Science

This Augmented Reality App Could Make Instant CGI a Reality

Inside Pinscreen's highly secretive new tech

Aug. 16, 2016

Augmented reality and face-swapping seem to be hot candidates for the next mobile apps; just look at Facebook’s purchase of MSQRD or Snapchat’s acquisition of Looksery. But one AR startup called Pinscreen, currently backed to the tune of $1.8 million from Lux Capital and Colopl VR Fund, is looking to do things differently in this area. Inverse spoke exclusively to Pinscreen founder Hao Li about what might be ahead for this secretive company.

You might not have heard about Hao Li, but you’ve probably seen this USC Assistant Professor’s research in action in several blockbuster films. While working at visual effects studio Industrial Light & Magic, Li helped develop some tools that enabled real-time performance capture. The idea was that an actor could sit in front a computer with a web camera, act out a scene, and then that performance would be translated — in real-time — to a CG character.

Li has carried out extensive research in other areas too, including the crafting of 3D models of real people in real-time, and capturing important parts of their likeness, especially faces and hair. Most recently, Li showed off research that he and others had conducted in capturing a performance from a person with just a single camera, and translating that to a digital character.

At first, this doesn’t sound so novel. There are already a number of face tracking solutions in development, both for mobile apps and much more sophisticated systems such as Faceshift (purchased by Apple in 2015). But many of these rely on depth sensors, which Li’s technology does not require. That approach, he says, is very different.

“If you have a depth sensor, all you need is to optimize parameters of a face model so that the model fits the 3D input as close as possible,” explains Li. “But in the case of a pure RGB input, the entire world is projected onto a two dimensional image without known camera parameters such as focal lengths. So an accurate 3D face model needs to be inferred from this projected image and be able to handle a wide range of lighting conditions as well as appearances of different subjects.”

Hence the importance of Li’s research on 3D avatars. When mapping a human’s face, a lot of mapping programs have into trouble dealing with visual obstacles like hair and glasses. To avoid that problem, Pinscreen “built a deep convolutional neural network that can learn how to segment a face region in a fully unconstrained image.”

So, what is Pinscreen using this crazy advanced technology for, anyway?

“We will be a new type of social media/communication platform with some interesting AR capabilities,” Li says. “It is not going to be an app like Snapchat lenses or MSQRD, which is for most people only interesting for a few minutes.”

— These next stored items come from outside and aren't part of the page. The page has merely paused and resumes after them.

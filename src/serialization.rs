use crate::node::ConfigNode;
use serde::Serialize;
use std::collections::BTreeMap;

#[derive(Debug, Clone, PartialEq, Serialize)]
#[serde(untagged)]
pub enum Value {
    String(String),
    Array(Vec<Value>),
    Object(BTreeMap<String, Value>),
}

/// Converts a node into a generic value tree.
///
/// A key that appears once maps to a single value. Repeated keys (including a value
/// and a child node sharing a name) are gathered into an array, values first.
pub(crate) fn to_value(node: &ConfigNode) -> Value {
    let mut grouped: BTreeMap<String, Vec<Value>> = BTreeMap::new();
    for entry in node.values() {
        grouped
            .entry(entry.name.clone())
            .or_default()
            .push(Value::String(entry.value.clone()));
    }
    for child in node.nodes() {
        grouped
            .entry(child.name().to_string())
            .or_default()
            .push(to_value(child));
    }

    let map = grouped
        .into_iter()
        .map(|(key, mut items)| {
            let value = if items.len() == 1 {
                items.remove(0)
            } else {
                Value::Array(items)
            };
            (key, value)
        })
        .collect();
    Value::Object(map)
}

#[cfg(test)]
mod tests {
    use super::*;

    #[test]
    fn test_empty_node_is_empty_object() {
        assert_eq!(
            to_value(&ConfigNode::new("root")),
            Value::Object(BTreeMap::new())
        );
    }

    #[test]
    fn test_value_and_node_sharing_a_name() {
        let mut node = ConfigNode::new("root");
        node.add_new_node("item").add_value("x", "1");
        node.add_value("item", "plain");

        let Value::Object(map) = to_value(&node) else {
            panic!("Expected an object");
        };
        match &map["item"] {
            Value::Array(items) => {
                assert_eq!(items.len(), 2);
                assert_eq!(items[0], Value::String("plain".to_string()));
                assert!(matches!(items[1], Value::Object(_)));
            }
            other => panic!("Expected an array, got {:?}", other),
        }
    }
}
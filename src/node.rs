use std::fmt::{self, Display};

/// Checks that `value` can be written as `key = value` text and read back unchanged.
///
/// A value ends at a line break, a brace or a `//` comment, and is trimmed when read.
///
/// # Errors
/// The reason `value` would not survive a text round trip.
pub fn check_text_value(value: &str) -> Result<(), &'static str> {
    if value.contains(['\n', '\r']) {
        Err("it contains a line break")
    } else if value.contains(['{', '}']) {
        Err("it contains a brace")
    } else if value.contains("//") {
        Err("it contains a `//` comment marker")
    } else if value.trim() != value {
        Err("it has leading or trailing whitespace")
    } else {
        Ok(())
    }
}

/// A single `name = value` entry of a [`ConfigNode`].
#[derive(Debug, PartialEq, Eq, Clone)]
pub struct ConfigValueEntry {
    pub name: String,
    pub value: String,
}

/// An ordered tree of named values and named child nodes.
///
/// Both values and child nodes keep their insertion order, and duplicate names are
/// normal: a list field is stored as several entries sharing one key.
#[derive(Debug, PartialEq, Eq, Clone, Default)]
pub struct ConfigNode {
    name: String,
    values: Vec<ConfigValueEntry>,
    nodes: Vec<ConfigNode>,
}

impl ConfigNode {
    pub fn new(name: impl Into<String>) -> Self {
        Self {
            name: name.into(),
            values: Vec::new(),
            nodes: Vec::new(),
        }
    }

    pub fn name(&self) -> &str {
        &self.name
    }

    pub fn set_name(&mut self, name: impl Into<String>) {
        self.name = name.into();
    }

    pub fn values(&self) -> &[ConfigValueEntry] {
        &self.values
    }

    pub fn nodes(&self) -> &[ConfigNode] {
        &self.nodes
    }

    #[must_use]
    pub fn is_empty(&self) -> bool {
        self.values.is_empty() && self.nodes.is_empty()
    }

    // === Values ===

    pub fn add_value(&mut self, name: impl Into<String>, value: impl Into<String>) {
        self.values.push(ConfigValueEntry {
            name: name.into(),
            value: value.into(),
        });
    }

    /// Replaces the first value called `name`, or adds one if there is none.
    pub fn set_value(&mut self, name: &str, value: impl Into<String>) {
        match self.values.iter_mut().find(|v| v.name == name) {
            Some(entry) => entry.value = value.into(),
            None => self.add_value(name, value),
        }
    }

    /// The first value called `name`.
    pub fn get_value(&self, name: &str) -> Option<&str> {
        self.values
            .iter()
            .find(|v| v.name == name)
            .map(|v| v.value.as_str())
    }

    /// Every value called `name`, in insertion order.
    pub fn get_values(&self, name: &str) -> Vec<&str> {
        self.values
            .iter()
            .filter(|v| v.name == name)
            .map(|v| v.value.as_str())
            .collect()
    }

    pub fn has_value(&self, name: &str) -> bool {
        self.values.iter().any(|v| v.name == name)
    }

    /// Removes every value called `name` and returns how many were removed.
    pub fn remove_values(&mut self, name: &str) -> usize {
        let before = self.values.len();
        self.values.retain(|v| v.name != name);
        before - self.values.len()
    }

    // === Child nodes ===

    pub fn add_node(&mut self, node: ConfigNode) -> &mut ConfigNode {
        self.nodes.push(node);
        let last = self.nodes.len() - 1;
        &mut self.nodes[last]
    }

    pub fn add_new_node(&mut self, name: impl Into<String>) -> &mut ConfigNode {
        self.add_node(ConfigNode::new(name))
    }

    /// The first child node called `name`.
    pub fn get_node(&self, name: &str) -> Option<&ConfigNode> {
        self.nodes.iter().find(|n| n.name == name)
    }

    /// Every child node called `name`, in insertion order.
    pub fn get_nodes(&self, name: &str) -> Vec<&ConfigNode> {
        self.nodes.iter().filter(|n| n.name == name).collect()
    }

    pub fn has_node(&self, name: &str) -> bool {
        self.nodes.iter().any(|n| n.name == name)
    }

    // === Text output ===

    /// Writes the contents of this node (not its own header) at `depth` tabs.
    fn write_body(&self, f: &mut fmt::Formatter<'_>, depth: usize) -> fmt::Result {
        let indent = "\t".repeat(depth);
        for entry in &self.values {
            writeln!(f, "{indent}{} = {}", entry.name, entry.value)?;
        }
        for node in &self.nodes {
            writeln!(f, "{indent}{}", node.name)?;
            writeln!(f, "{indent}{{")?;
            node.write_body(f, depth + 1)?;
            writeln!(f, "{indent}}}")?;
        }
        Ok(())
    }
}

/// Formats the node body in the text format read by [`crate::parser::Parser`].
///
/// The root node's own name is not written; a document is the body of its root.
/// Values that fail [`check_text_value`] are written as they are and do not read back
/// unchanged.
impl Display for ConfigNode {
    fn fmt(&self, f: &mut fmt::Formatter<'_>) -> fmt::Result {
        self.write_body(f, 0)
    }
}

So, that’s not much more than buzzwords for now. But, looking deeper, his prior work suggests that they’re hoping to develop the ability to track someone’s face in spite of any hair, glasses or other objects that are obstructing the view of the single camera. Add in some augmented reality, and the sky’s the limit for movies, social media, and games.

It does sound rather groundbreaking, but it’s important to note that Li and his team aren’t the only ones researching in this area. Disney recently presented its take on real-time facial performance capture, as did some other researchers with a tool called Face2Face. Theres also the aforementioned Faceshift, along with Facebook and Snapchat, who have also begun demonstrating their wares.

So what makes Pinscreen’s tech different? Li suggests his company’s solution is “a lot more robust and can infer more accurate 3D models, since we explicitly handle occlusions.”

“Our most important innovation is a technology that allows us to build a complete 3D head model including hair from any image automatically,” he states. “This type of task traditionally requires a skilled CG modeler and rigger to produce, but we can generate this fully automatically. The latest papers presented at SIGGRAPH (the leading computer graphics and interactive techniques conference) also requires multiple input images as input — we focus on the solution with the minimal input requirement, a single 2D image.”

Of course, until people see and use any app from Pinscreen, the jury will remain out about its capabilities. The difference here, though, is that Li certainly has a solid history of research and innovation behind him, especially in the crafting of digital avatars.

Li is clearly confident of Pinscreen’s possibilities in the social media space. “As our tech will democratize the generation of 3D avatars, it will have obvious applications in games, VR/AR applications for immersive communication, or AI agents,” he says, “but I think we will create the coolest application ourselves, which is the social medial platform we are developing.

“Most importantly,” he adds, “we want to build something that allows people to create really interesting content without the need for todays expensive VFX pipeline and can use really fun AR content to connect with each other.”

It sounds as if Pinscreen will include the range of technologies Li and his team have been working on. But, he says, that is only part of the plan. “The tech demo is really only a feature of what we are planning to use,” he notes. “Pinscreen will be something much bigger and the tech will be an interesting feature in the beginning. We will also be quite different than other social media platform.”

For now, Pinscreen is still a bit of a mystery and it looks like we will just have to wait to see what they have in store.